No idea if that latter action succeeded, usually you get some kind of a confirmation things are done, didn't look like it did, but then I suddenly did end up with a running FF2.
However, there was still another disk image mounted with the same icon on the desktop. This turned out to be FF1.5, although I had used Safari to download the FF2 .dmg, and in the dock the FF icon was 1.5 too. After having mounted ("installed") FF2.0, I had to
-check (by means of right click / Ctrl click > "get info") which Firefox which identical .dmg icon belonged to
-unmount the 1.5 one (first failed, FF1.5 seemed to be running)
-killing FF 1.5 and unmounting the .dmg
-removing the FF 1.5. icon from the dock
-dragging the FF 2 icon to the dock again (first didn't work, then typed Firefox in the "Spotlight" thingie and dragged the result to the dock).
Now I can run FF2.
Some of the stuff I had to do manually would never be tolerated if this was a Linux distribution - if a Linux user can't find a, say, Opera or Google Earth entry+icon in the apps menu after having installed it, they will be pissed off and write in their blog how much Linux Isn't Ready! ;)
All of this is something that Apple might call "intuitive", but I have this gut feeling that the way yum or similar programs would handle this is, indeed, more elegant.
You can still do a port install blabla of course, if you install all of the stuff to enable that. (And sure, Fink.)
If I remember correctly it took me a full GB to install the Apple developer stuff with the compilers etc. I remember I had to do that to install some programs such as Open Office (needing X11) and a few other open source programs I needed. For obtaining all the stuff to compile X11 I had to become an "Apple developer" or something, and had to download a huge package, the download location for which was sent to me by e-mail. (I'm not running OO.org a lot lately because there is NeoOffice now, but all of this makes you appreciate the efforts of a linux developer community with its repos etc.)

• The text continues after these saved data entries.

//! Session lifecycle actions
//!
//! Thin pass-throughs to tmux: kill, switch, existence check, and the
//! four-pane project layout.

use std::path::Path;
use std::sync::Arc;

use tracing::{info, instrument, warn};

use super::{CommandRunner, as_tmux_error};
use crate::error::Error;

/// Default name of the first window in a new layout
pub const DEFAULT_WINDOW_NAME: &str = "Multi-View";

/// Result of a single pass-through call
#[derive(Debug, Clone, PartialEq, Eq)]
pub struct ActionOutcome {
    pub success: bool,
    /// Error text from tmux, shown verbatim
    pub error: Option<String>,
}

impl ActionOutcome {
    pub fn ok() -> Self {
        Self {
            success: true,
            error: None,
        }
    }

    pub fn failed(error: impl Into<String>) -> Self {
        Self {
            success: false,
            error: Some(error.into()),
        }
    }

    fn from_result(result: crate::error::Result<String>) -> Self {
        match result {
            Ok(_) => Self::ok(),
            Err(e) => Self::failed(user_text(&e)),
        }
    }
}

fn user_text(err: &Error) -> String {
    as_tmux_error(err).map_or_else(|| err.to_string(), |e| e.user_message())
}

/// The four-pane project layout
///
/// One window split into four tiled panes, with seed commands typed into the
/// first panes in order.
#[derive(Debug, Clone, PartialEq, Eq)]
pub struct FourPaneLayout {
    pub session_name: String,
    pub working_dir: String,
    pub window_name: String,
    pub seed_commands: Vec<String>,
}

impl FourPaneLayout {
    pub fn new(session_name: impl Into<String>, working_dir: &Path) -> Self {
        Self {
            session_name: session_name.into(),
            working_dir: working_dir.to_string_lossy().into_owned(),
            window_name: DEFAULT_WINDOW_NAME.to_string(),
            seed_commands: vec!["claude".to_string(), "ranger".to_string()],
        }
    }

    pub fn with_window_name(mut self, window_name: impl Into<String>) -> Self {
        self.window_name = window_name.into();
        self
    }

    pub fn with_seed_commands(mut self, seed_commands: Vec<String>) -> Self {
        self.seed_commands = seed_commands;
        self
    }

    /// Every tmux invocation needed, in order
    pub fn commands(&self) -> Vec<Vec<String>> {
        let name = &self.session_name;
        let target = exact_target(name);
        let cwd = &self.working_dir;
        let window = format!("{target}:0");

        let mut commands = vec![
            args(&["new-session", "-d", "-s", name, "-c", cwd, "-n", &self.window_name]),
            args(&["split-window", "-h", "-t", &window, "-c", cwd]),
            args(&["split-window", "-v", "-t", &format!("{target}:0.0"), "-c", cwd]),
            args(&["split-window", "-v", "-t", &format!("{target}:0.1"), "-c", cwd]),
            args(&["select-layout", "-t", &window, "tiled"]),
        ];

        // Only four panes exist to seed
        for (pane, command) in self.seed_commands.iter().take(4).enumerate() {
            let pane = format!("{target}:0.{pane}");
            commands.push(args(&["send-keys", "-t", &pane, command, "C-m"]));
        }

        commands
    }
}

/// Target that names exactly one session.
///
/// A bare name lets tmux fall back to prefix and pattern matching, so
/// `api` would resolve to `api-server` once `api` is gone.
pub fn exact_target(session_name: &str) -> String {
    format!("={session_name}")
}

fn args(parts: &[&str]) -> Vec<String> {
    parts.iter().map(|s| (*s).to_string()).collect()
}

/// Session name for a project directory: its final component, with the
/// characters tmux rejects in session names replaced by `_`.
pub fn session_name_for_dir(path: &Path) -> Option<String> {
    let base = path.file_name()?.to_string_lossy();
    let name: String = base
        .chars()
        .map(|c| if c == '.' || c == ':' { '_' } else { c })
        .collect();
    (!name.is_empty()).then_some(name)
}

/// Destructive and navigational tmux actions
#[derive(Clone)]
pub struct SessionActions {
    runner: Arc<dyn CommandRunner>,
}

impl SessionActions {
    pub fn new(runner: Arc<dyn CommandRunner>) -> Self {
        Self { runner }
    }

    /// Kill a session
    #[instrument(skip(self))]
    pub async fn kill_session(&self, name: &str) -> ActionOutcome {
        let target = exact_target(name);
        let outcome =
            ActionOutcome::from_result(self.runner.run(&["kill-session", "-t", &target]).await);
        if outcome.success {
            info!("Killed session {}", name);
        } else {
            warn!("Failed to kill session {}: {:?}", name, outcome.error);
        }
        outcome
    }

    /// Move the current client to another session
    #[instrument(skip(self))]
    pub async fn switch_to(&self, name: &str) -> ActionOutcome {
        let target = exact_target(name);
        ActionOutcome::from_result(self.runner.run(&["switch-client", "-t", &target]).await)
    }

    /// Check if a session exists. Any failure reads as "no".
    pub async fn has_session(&self, name: &str) -> bool {
        let target = exact_target(name);
        self.runner.run(&["has-session", "-t", &target]).await.is_ok()
    }

    /// Build the four-pane layout. Steps are fire-and-forget.
    #[instrument(skip(self, layout), fields(session = %layout.session_name))]
    pub async fn create_layout(&self, layout: &FourPaneLayout) {
        for command in layout.commands() {
            let argv: Vec<&str> = command.iter().map(String::as_str).collect();
            if let Err(e) = self.runner.run(&argv).await {
                warn!("Layout step {:?} failed: {}", argv.first(), e);
            }
        }
        info!(
            "Created session {} in {}",
            layout.session_name, layout.working_dir
        );
    }
}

I wonder how that is with Leopard these days, I felt it could have been a lot easier.
I also used Fink occasionally, worked well for what I installed with it (don't remember what it was) on Tiger.
Yes it's fun, to be Linux user in Apple land.
One other thing that is a pity before I forget, is the file system trap - OS X doesn't natively support ext3, which I forgot to think about when I put an ext3 on my external hard drive. There finally came a good driver for Tiger to mount ext2/3 partitions but then I mount it and It Just Won't Work (here). This makes the iBook useless for the external drive, but I couldn't stand the Fat32 fs anymore. It should work, so I will take another look at that.
Keep in mind there are also things I do like about OS X. ;)
For future google searchers: The LANG set by Terminal.app in Leopard to 'UTF-8' is not valid, and should be considered a bug. disable the lang setting in Terminal and just set the LANG manually in .profile or .bashrc or whatever you like. It should be formated like en_US.UTF-8 or the country, encoding and language of your choosing.